[ENTRIES PROVIDED — start]

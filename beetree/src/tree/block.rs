//! Block encoding.
//!
//! Every block in the log starts with a one-byte tag:
//!
//! ```text
//! 0x01 Header    format u8 | order u32 | protocol | key codec | value codec | key order
//! 0x02 Leaf      count u32 | (key, value) * count
//! 0x03 Internal  count u32 | child0 u64 | (key, child u64) * count
//! 0x04 Commit    root opt u64 | prev opt u64 | seq u64 | count u32 | change * count
//! ```
//!
//! Keys and values are u32-length-prefixed byte strings; identifiers in the
//! header are u16-length-prefixed UTF-8. A change is `key | flag u8 | value?`
//! where flag 1 means the key was put and 0 means it was deleted.
//!
//! Decoding never panics: any malformed block yields a [`NodeError`].

// Entry counts are bounded by the tree order.
#![allow(clippy::cast_possible_truncation)]

use crate::storage::Offset;
use crate::tree::node::{InternalNode, LeafEntry, LeafNode, Node, NodeError};
use crate::tree::wire::{Reader, Writer};

const TAG_HEADER: u8 = 0x01;
const TAG_LEAF: u8 = 0x02;
const TAG_INTERNAL: u8 = 0x03;
const TAG_COMMIT: u8 = 0x04;

/// Current header format.
pub const HEADER_FORMAT: u8 = 1;

/// Tree metadata, written once as the first block of a log.
#[derive(Debug, Clone, PartialEq, Eq)]
pub struct Header {
    /// Header format version.
    pub format: u8,
    /// Protocol identifier.
    pub protocol: String,
    /// Tree order `M`.
    pub order: u32,
    /// Identifier of the key codec used by the top-level view.
    pub key_codec: String,
    /// Identifier of the value codec used by the top-level view.
    pub value_codec: String,
    /// Identifier of the key order the tree is sorted by.
    pub key_order: String,
}

/// A single applied mutation, as recorded in a commit.
#[derive(Debug, Clone, PartialEq, Eq)]
pub struct Change {
    pub key: Vec<u8>,
    /// New value, or `None` for a delete.
    pub value: Option<Vec<u8>>,
}

/// The record that seals one flush.
#[derive(Debug, Clone, PartialEq, Eq)]
pub struct CommitRecord {
    /// Root of the tree after this commit; `None` if the tree is empty.
    pub root: Option<Offset>,
    /// Offset of the previous commit block.
    pub prev: Option<Offset>,
    /// Commit sequence number, starting at 1.
    pub seq: u64,
    /// Applied changes in ascending key order.
    pub changes: Vec<Change>,
}

/// Any block that can appear in the log.
#[derive(Debug, Clone, PartialEq, Eq)]
pub enum Block {
    Header(Header),
    Node(Node),
    Commit(CommitRecord),
}

impl Block {
    /// Encode to bytes.
    #[must_use]
    pub fn encode(&self) -> Vec<u8> {
        match self {
            Self::Header(header) => encode_header(header),
            Self::Node(Node::Leaf(leaf)) => encode_leaf(leaf),
            Self::Node(Node::Internal(internal)) => encode_internal(internal),
            Self::Commit(commit) => encode_commit(commit),
        }
    }

    /// Decode from bytes.
    pub fn decode(bytes: &[u8]) -> Result<Self, NodeError> {
        let mut reader = Reader::new(bytes);
        let block = match reader.u8()? {
            TAG_HEADER => Self::Header(decode_header(&mut reader)?),
            TAG_LEAF => Self::Node(Node::Leaf(decode_leaf(&mut reader)?)),
            TAG_INTERNAL => Self::Node(Node::Internal(decode_internal(&mut reader)?)),
            TAG_COMMIT => Self::Commit(decode_commit(&mut reader)?),
            tag => return Err(NodeError::UnknownTag(tag)),
        };
        reader.finish()?;
        Ok(block)
    }

    /// Short name of the block type, for error messages.
    #[must_use]
    pub const fn kind(&self) -> &'static str {
        match self {
            Self::Header(_) => "header",
            Self::Node(Node::Leaf(_)) => "leaf",
            Self::Node(Node::Internal(_)) => "internal",
            Self::Commit(_) => "commit",
        }
    }

    /// Unwrap a node block.
    pub fn into_node(self) -> Result<Node, NodeError> {
        match self {
            Self::Node(node) => Ok(node),
            other => Err(NodeError::WrongBlockType {
                expected: "node",
                found: other.kind(),
            }),
        }
    }

    /// Unwrap a commit block.
    pub fn into_commit(self) -> Result<CommitRecord, NodeError> {
        match self {
            Self::Commit(commit) => Ok(commit),
            other => Err(NodeError::WrongBlockType {
                expected: "commit",
                found: other.kind(),
            }),
        }
    }

    /// Unwrap a header block.
    pub fn into_header(self) -> Result<Header, NodeError> {
        match self {
            Self::Header(header) => Ok(header),
            other => Err(NodeError::WrongBlockType {
                expected: "header",
                found: other.kind(),
            }),
        }
    }
}

fn encode_header(header: &Header) -> Vec<u8> {
    let mut w = Writer::with_tag(TAG_HEADER);
    w.u8(header.format);
    w.u32(header.order);
    w.short_str(&header.protocol);
    w.short_str(&header.key_codec);
    w.short_str(&header.value_codec);
    w.short_str(&header.key_order);
    w.finish()
}

fn decode_header(r: &mut Reader<'_>) -> Result<Header, NodeError> {
    Ok(Header {
        format: r.u8()?,
        order: r.u32()?,
        protocol: r.short_str()?,
        key_codec: r.short_str()?,
        value_codec: r.short_str()?,
        key_order: r.short_str()?,
    })
}

fn encode_leaf(leaf: &LeafNode) -> Vec<u8> {
    let mut w = Writer::with_tag(TAG_LEAF);
    w.u32(leaf.entries.len() as u32);
    for entry in &leaf.entries {
        w.bytes(&entry.key);
        w.bytes(&entry.value);
    }
    w.finish()
}

fn decode_leaf(r: &mut Reader<'_>) -> Result<LeafNode, NodeError> {
    // Two u32 length prefixes per entry.
    let count = r.count(8)?;
    let mut entries = Vec::with_capacity(count);
    for _ in 0..count {
        let key = r.bytes()?;
        let value = r.bytes()?;
        entries.push(LeafEntry { key, value });
    }
    Ok(LeafNode { entries })
}

fn encode_internal(internal: &InternalNode) -> Vec<u8> {
    let mut w = Writer::with_tag(TAG_INTERNAL);
    w.u32(internal.keys.len() as u32);
    let mut children = internal.children.iter();
    if let Some(&first) = children.next() {
        w.u64(first);
    }
    for (key, &child) in internal.keys.iter().zip(children) {
        w.bytes(key);
        w.u64(child);
    }
    w.finish()
}

fn decode_internal(r: &mut Reader<'_>) -> Result<InternalNode, NodeError> {
    // Key length prefix + child offset per separator.
    let count = r.count(12)?;
    if r.remaining() < 8 {
        return Err(NodeError::EmptyInternal);
    }
    let mut keys = Vec::with_capacity(count);
    let mut children = Vec::with_capacity(count + 1);
    children.push(r.u64()?);
    for _ in 0..count {
        keys.push(r.bytes()?);
        children.push(r.u64()?);
    }
    Ok(InternalNode { keys, children })
}

fn encode_commit(commit: &CommitRecord) -> Vec<u8> {
    let mut w = Writer::with_tag(TAG_COMMIT);
    w.optional_u64(commit.root);
    w.optional_u64(commit.prev);
    w.u64(commit.seq);
    w.u32(commit.changes.len() as u32);
    for change in &commit.changes {
        w.bytes(&change.key);
        match &change.value {
            Some(value) => {
                w.u8(1);
                w.bytes(value);
            }
            None => w.u8(0),
        }
    }
    w.finish()
}

fn decode_commit(r: &mut Reader<'_>) -> Result<CommitRecord, NodeError> {
    let root = r.optional_u64()?;
    let prev = r.optional_u64()?;
    let seq = r.u64()?;
    // Key length prefix + flag per change.
    let count = r.count(5)?;
    let mut changes = Vec::with_capacity(count);
    for _ in 0..count {
        let key = r.bytes()?;
        let value = match r.u8()? {
            0 => None,
            1 => Some(r.bytes()?),
            flag => return Err(NodeError::InvalidFlag(flag)),
        };
        changes.push(Change { key, value });
    }
    Ok(CommitRecord {
        root,
        prev,
        seq,
        changes,
    })
}

#[cfg(test)]
mod tests {
    use super::*;

    fn leaf(size: usize) -> Node {
        Node::Leaf(LeafNode {
            entries: (0..size)
                .map(|i| LeafEntry {
                    key: format!("key-{i:04}").into_bytes(),
                    value: vec![0xff; i % 7],
                })
                .collect(),
        })
    }

    fn internal(children: usize) -> Node {
        Node::Internal(InternalNode {
            keys: (1..children).map(|i| vec![0x00, i as u8, 0xff]).collect(),
            children: (0..children as u64).map(|c| c * 1000 + 7).collect(),
        })
    }

    fn round_trip(block: &Block) {
        let bytes = block.encode();
        assert_eq!(&Block::decode(&bytes).expect("decode"), block);
    }

    #[test]
    fn test_leaf_round_trip_min_mid_max() {
        // Empty root leaf, minimum, mid-range and maximum fan-out for order 8.
        for size in [0, 1, 4, 6, 8] {
            round_trip(&Block::Node(leaf(size)));
        }
    }

    #[test]
    fn test_internal_round_trip_min_mid_max() {
        for children in [2, 4, 6, 8, 1024] {
            round_trip(&Block::Node(internal(children)));
        }
    }

    #[test]
    fn test_header_and_commit_round_trip() {
        round_trip(&Block::Header(Header {
            format: HEADER_FORMAT,
            protocol: "beetree".to_string(),
            order: 8,
            key_codec: "utf-8".to_string(),
            value_codec: "binary".to_string(),
            key_order: "bytes".to_string(),
        }));

        round_trip(&Block::Commit(CommitRecord {
            root: Some(42),
            prev: None,
            seq: 1,
            changes: vec![
                Change {
                    key: b"a".to_vec(),
                    value: Some(b"1".to_vec()),
                },
                Change {
                    key: b"b".to_vec(),
                    value: None,
                },
            ],
        }));

        round_trip(&Block::Commit(CommitRecord {
            root: None,
            prev: Some(3),
            seq: 9,
            changes: Vec::new(),
        }));
    }

    #[test]
    fn test_decode_rejects_malformed_blocks() {
        assert_eq!(Block::decode(&[]), Err(NodeError::Truncated));
        assert_eq!(Block::decode(&[0x7f]), Err(NodeError::UnknownTag(0x7f)));

        let mut bytes = Block::Node(leaf(3)).encode();
        bytes.push(0);
        assert_eq!(Block::decode(&bytes), Err(NodeError::TrailingBytes(1)));

        let bytes = Block::Node(leaf(3)).encode();
        assert_eq!(
            Block::decode(&bytes[..bytes.len() - 2]),
            Err(NodeError::Truncated)
        );

        // Internal node without its first child.
        assert_eq!(
            Block::decode(&[TAG_INTERNAL, 0, 0, 0, 0]),
            Err(NodeError::EmptyInternal)
        );
    }

    #[test]
    fn test_block_type_mismatch() {
        let commit = Block::Commit(CommitRecord {
            root: None,
            prev: None,
            seq: 1,
            changes: Vec::new(),
        });
        assert_eq!(
            commit.into_node(),
            Err(NodeError::WrongBlockType {
                expected: "node",
                found: "commit",
            })
        );
    }
}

[ENTRIES PROVIDED — finish]

> [WHAT THE EXERCISE ASKS]
Out of the data above, set down the lines from the one with "pub fn into_commit(self)" to the one with "a header block.", both included, exactly as written and with no additions.

> [TASK RESULT]
    pub fn into_commit(self) -> Result<CommitRecord, NodeError> {
        match self {
            Self::Commit(commit) => Ok(commit),
            other => Err(NodeError::WrongBlockType {
                expected: "commit",
                found: other.kind(),
            }),
        }
    }

    /// Unwrap a header block.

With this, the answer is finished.